Action item
When the string "FromStr" is part of a line in the data below, report the whole line.

Working data
----
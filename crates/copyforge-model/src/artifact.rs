//! Content artifacts
//!
//! A [`ContentArtifact`] is one generated, ready-to-display unit of copy. It is
//! created once per generation call and never mutated afterwards; callers that
//! want different copy generate again.

use std::collections::BTreeSet;

use indexmap::IndexMap;
use serde::{Deserialize, Serialize};

use crate::hash::Fingerprint;
use crate::insight::InsightField;
use crate::kind::ArtifactKind;

/// Which enrichment data produced an artifact
#[derive(Debug, Clone, Default, PartialEq, Eq, Serialize, Deserialize)]
#[serde(rename_all = "camelCase")]
pub struct Provenance {
    /// Whether any insight field was consumed
    pub used_insight: bool,
    /// Insight fields actually consumed
    pub insight_fields_used: BTreeSet<InsightField>,
}

impl Provenance {
    /// Provenance of baseline-only output
    #[inline]
    #[must_use]
    pub fn baseline() -> Self {
        Self::default()
    }

    /// Provenance from the set of consumed insight fields
    #[must_use]
    pub fn from_fields(fields: BTreeSet<InsightField>) -> Self {
        Self {
            used_insight: !fields.is_empty(),
            insight_fields_used: fields,
        }
    }

    /// Whether the insight field with wire name `key` was consumed
    #[must_use]
    pub fn contains(&self, key: &str) -> bool {
        self.insight_fields_used.iter().any(|f| f.key() == key)
    }

    /// Merge another provenance into this one
    #[must_use]
    pub fn union(mut self, other: &Provenance) -> Self {
        self.insight_fields_used
            .extend(other.insight_fields_used.iter().copied());
        self.used_insight = !self.insight_fields_used.is_empty();
        self
    }
}

/// One generated unit of marketing copy
#[derive(Debug, Clone, PartialEq, Eq, Serialize, Deserialize)]
#[serde(rename_all = "camelCase")]
pub struct ContentArtifact {
    archetype_id: String,
    kind: ArtifactKind,
    title: String,
    fields: IndexMap<String, String>,
    provenance: Provenance,
    fingerprint: Fingerprint,
}

impl ContentArtifact {
    /// Create an artifact; the fingerprint is computed from id and fields
    #[must_use]
    pub fn new(
        archetype_id: impl Into<String>,
        kind: ArtifactKind,
        title: impl Into<String>,
        fields: IndexMap<String, String>,
        provenance: Provenance,
    ) -> Self {
        let archetype_id = archetype_id.into();
        let fingerprint = Self::compute_fingerprint(&archetype_id, &fields);
        Self {
            archetype_id,
            kind,
            title: title.into(),
            fields,
            provenance,
            fingerprint,
        }
    }

    fn compute_fingerprint(archetype_id: &str, fields: &IndexMap<String, String>) -> Fingerprint {
        let parts = std::iter::once(archetype_id).chain(
            fields
                .iter()
                .flat_map(|(name, value)| [name.as_str(), value.as_str()]),
        );
        Fingerprint::compute_parts(parts)
    }

    /// Archetype that produced this artifact
    #[inline]
    #[must_use]
    pub fn archetype_id(&self) -> &str {
        &self.archetype_id
    }

    /// Artifact kind
    #[inline]
    #[must_use]
    pub fn kind(&self) -> ArtifactKind {
        self.kind
    }

    /// Display title ("Ad 1: Competitive Advantage")
    #[inline]
    #[must_use]
    pub fn title(&self) -> &str {
        &self.title
    }

    /// All fields in slot order
    #[inline]
    #[must_use]
    pub fn fields(&self) -> &IndexMap<String, String> {
        &self.fields
    }

    /// A single field
    #[inline]
    #[must_use]
    pub fn field(&self, name: &str) -> Option<&str> {
        self.fields.get(name).map(String::as_str)
    }

    /// A single field, empty when the archetype has no such slot
    #[inline]
    #[must_use]
    pub fn text(&self, name: &str) -> &str {
        self.field(name).unwrap_or_default()
    }

    /// Enrichment provenance
    #[inline]
    #[must_use]
    pub fn provenance(&self) -> &Provenance {
        &self.provenance
    }

    /// Content fingerprint
    #[inline]
    #[must_use]
    pub fn fingerprint(&self) -> Fingerprint {
        self.fingerprint
    }
}

#[cfg(test)]
mod tests {
    use super::*;

    fn fields(pairs: &[(&str, &str)]) -> IndexMap<String, String> {
        pairs
            .iter()
            .map(|(k, v)| ((*k).to_string(), (*v).to_string()))
            .collect()
    }

    #[test]
    fn fingerprint_depends_on_content() {
        let a = ContentArtifact::new(
            "ad.test",
            ArtifactKind::Ad,
            "Ad 1",
            fields(&[("headline", "Hi")]),
            Provenance::baseline(),
        );
        let b = ContentArtifact::new(
            "ad.test",
            ArtifactKind::Ad,
            "Ad 1 again",
            fields(&[("headline", "Hi")]),
            Provenance::baseline(),
        );
        let c = ContentArtifact::new(
            "ad.test",
            ArtifactKind::Ad,
            "Ad 1",
            fields(&[("headline", "Hello")]),
            Provenance::baseline(),
        );
        assert_eq!(a.fingerprint(), b.fingerprint());
        assert_ne!(a.fingerprint(), c.fingerprint());
    }

    #[test]
    fn field_accessors() {
        let artifact = ContentArtifact::new(
            "email.welcome",
            ArtifactKind::Email,
            "Day 1",
            fields(&[("subject", "Welcome"), ("body", "Thanks")]),
            Provenance::baseline(),
        );
        assert_eq!(artifact.field("subject"), Some("Welcome"));
        assert_eq!(artifact.text("missing"), "");
        assert_eq!(
            artifact.fields().keys().collect::<Vec<_>>(),
            vec!["subject", "body"]
        );
    }

    #[test]
    fn provenance_tracks_usage() {
        let baseline = Provenance::baseline();
        assert!(!baseline.used_insight);

        let used = Provenance::from_fields([InsightField::MarketGaps].into_iter().collect());
        assert!(used.used_insight);
        assert!(used.contains("marketGaps"));
        assert!(!used.contains("topPerformers"));

        let merged = baseline.union(&used);
        assert!(merged.used_insight);
    }

    #[test]
    fn provenance_serializes_wire_names() {
        let used = Provenance::from_fields([InsightField::TopPerformers].into_iter().collect());
        let json = serde_json::to_string(&used).unwrap();
        assert_eq!(json, r#"{"usedInsight":true,"insightFieldsUsed":["topPerformers"]}"#);
    }
}
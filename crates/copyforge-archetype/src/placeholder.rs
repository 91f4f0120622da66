//! Placeholder tokens
//!
//! Templates reference data with `{{scope.name}}` tokens:
//!
//! - `{{profile.targetAudience}}`: a [`ProfileField`] by wire name
//! - `{{insight.marketGaps}}`: an [`InsightField`]; indexed forms such as
//!   `{{insight.topPerformers[0].name}}` address the same field
//! - `{{number.customers}}`: a [`NumberSlot`] drawn from the injected number source

use std::fmt::{self, Display, Formatter};
use std::ops::Range;
use std::str::FromStr;

use copyforge_model::{InsightField, ProfileField};
use once_cell::sync::Lazy;
use regex::Regex;
use serde::Serialize;

pub(crate) static TOKEN: Lazy<Regex> = Lazy::new(|| {
    Regex::new(r"\{\{\s*([A-Za-z]+)\.([A-Za-z0-9_.\[\]]+)\s*\}\}").expect("token regex is valid")
});

/// Numeric marketing placeholders
#[derive(Debug, Clone, Copy, PartialEq, Eq, PartialOrd, Ord, Hash, Serialize)]
#[serde(rename_all = "camelCase")]
pub enum NumberSlot {
    /// "Join N+ customers"
    Customers,
    /// "N% of clients see results"
    Percent,
}

impl NumberSlot {
    /// Every numeric slot
    pub const ALL: [NumberSlot; 2] = [Self::Customers, Self::Percent];

    /// Token name
    #[must_use]
    pub const fn key(self) -> &'static str {
        match self {
            Self::Customers => "customers",
            Self::Percent => "percent",
        }
    }

    /// Inclusive range and step of generated values
    #[must_use]
    pub const fn range(self) -> (u64, u64, u64) {
        match self {
            Self::Customers => (500, 5_000, 50),
            Self::Percent => (60, 95, 1),
        }
    }
}

/// A resolved template reference
#[derive(Debug, Clone, Copy, PartialEq, Eq, PartialOrd, Ord, Hash, Serialize)]
#[serde(tag = "scope", content = "field", rename_all = "camelCase")]
pub enum Placeholder {
    /// Business profile field
    Profile(ProfileField),
    /// Competitive insight field
    Insight(InsightField),
    /// Generated number
    Number(NumberSlot),
}

impl Placeholder {
    /// Insight field referenced, if any
    #[inline]
    #[must_use]
    pub fn insight_field(self) -> Option<InsightField> {
        match self {
            Self::Insight(field) => Some(field),
            _ => None,
        }
    }
}

impl Display for Placeholder {
    fn fmt(&self, f: &mut Formatter<'_>) -> fmt::Result {
        match self {
            Self::Profile(field) => write!(f, "{{{{profile.{}}}}}", field.key()),
            Self::Insight(field) => write!(f, "{{{{insight.{}}}}}", field.key()),
            Self::Number(slot) => write!(f, "{{{{number.{}}}}}", slot.key()),
        }
    }
}

/// Error for tokens that name no known field
#[derive(Debug, Clone, PartialEq, Eq, thiserror::Error)]
#[error("unresolved placeholder '{raw}'")]
pub struct UnresolvedPlaceholder {
    /// Token text as written in the template
    pub raw: String,
}

impl Placeholder {
    /// Resolve a `scope` / `path` pair
    ///
    /// # Errors
    /// Returns [`UnresolvedPlaceholder`] for unknown scopes or names
    pub fn resolve(scope: &str, path: &str) -> Result<Self, UnresolvedPlaceholder> {
        let unresolved = || UnresolvedPlaceholder {
            raw: format!("{{{{{scope}.{path}}}}}"),
        };
        match scope {
            "profile" => ProfileField::from_str(path)
                .map(Self::Profile)
                .map_err(|_| unresolved()),
            "insight" => {
                let head = path.split(['[', '.']).next().unwrap_or_default();
                InsightField::from_str(head)
                    .map(Self::Insight)
                    .map_err(|_| unresolved())
            }
            "number" => NumberSlot::ALL
                .into_iter()
                .find(|slot| slot.key() == path)
                .map(Self::Number)
                .ok_or_else(unresolved),
            _ => Err(unresolved()),
        }
    }
}

impl FromStr for Placeholder {
    type Err = UnresolvedPlaceholder;

    fn from_str(s: &str) -> Result<Self, Self::Err> {
        let caps = TOKEN
            .captures(s)
            .filter(|c| c.get(0).map(|m| m.as_str().len()) == Some(s.trim().len()))
            .ok_or_else(|| UnresolvedPlaceholder { raw: s.to_string() })?;
        Self::resolve(&caps[1], &caps[2])
    }
}

/// One token occurrence in a template
#[derive(Debug, Clone, PartialEq, Eq)]
pub struct Token {
    /// Byte range of the whole `{{...}}` token
    pub span: Range<usize>,
    /// Resolution result
    pub placeholder: Result<Placeholder, UnresolvedPlaceholder>,
}

/// All tokens in a template, in order of appearance
#[must_use]
pub fn tokens(template: &str) -> Vec<Token> {
    TOKEN
        .captures_iter(template)
        .filter_map(|caps| {
            let whole = caps.get(0)?;
            Some(Token {
                span: whole.range(),
                placeholder: Placeholder::resolve(&caps[1], &caps[2]),
            })
        })
        .collect()
}

/// Whether a template still contains anything that looks like a token
#[must_use]
pub fn contains_token_syntax(text: &str) -> bool {
    text.contains("{{") || text.contains("}}")
}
----
Solved exercise
use std::str::FromStr;
impl FromStr for Placeholder {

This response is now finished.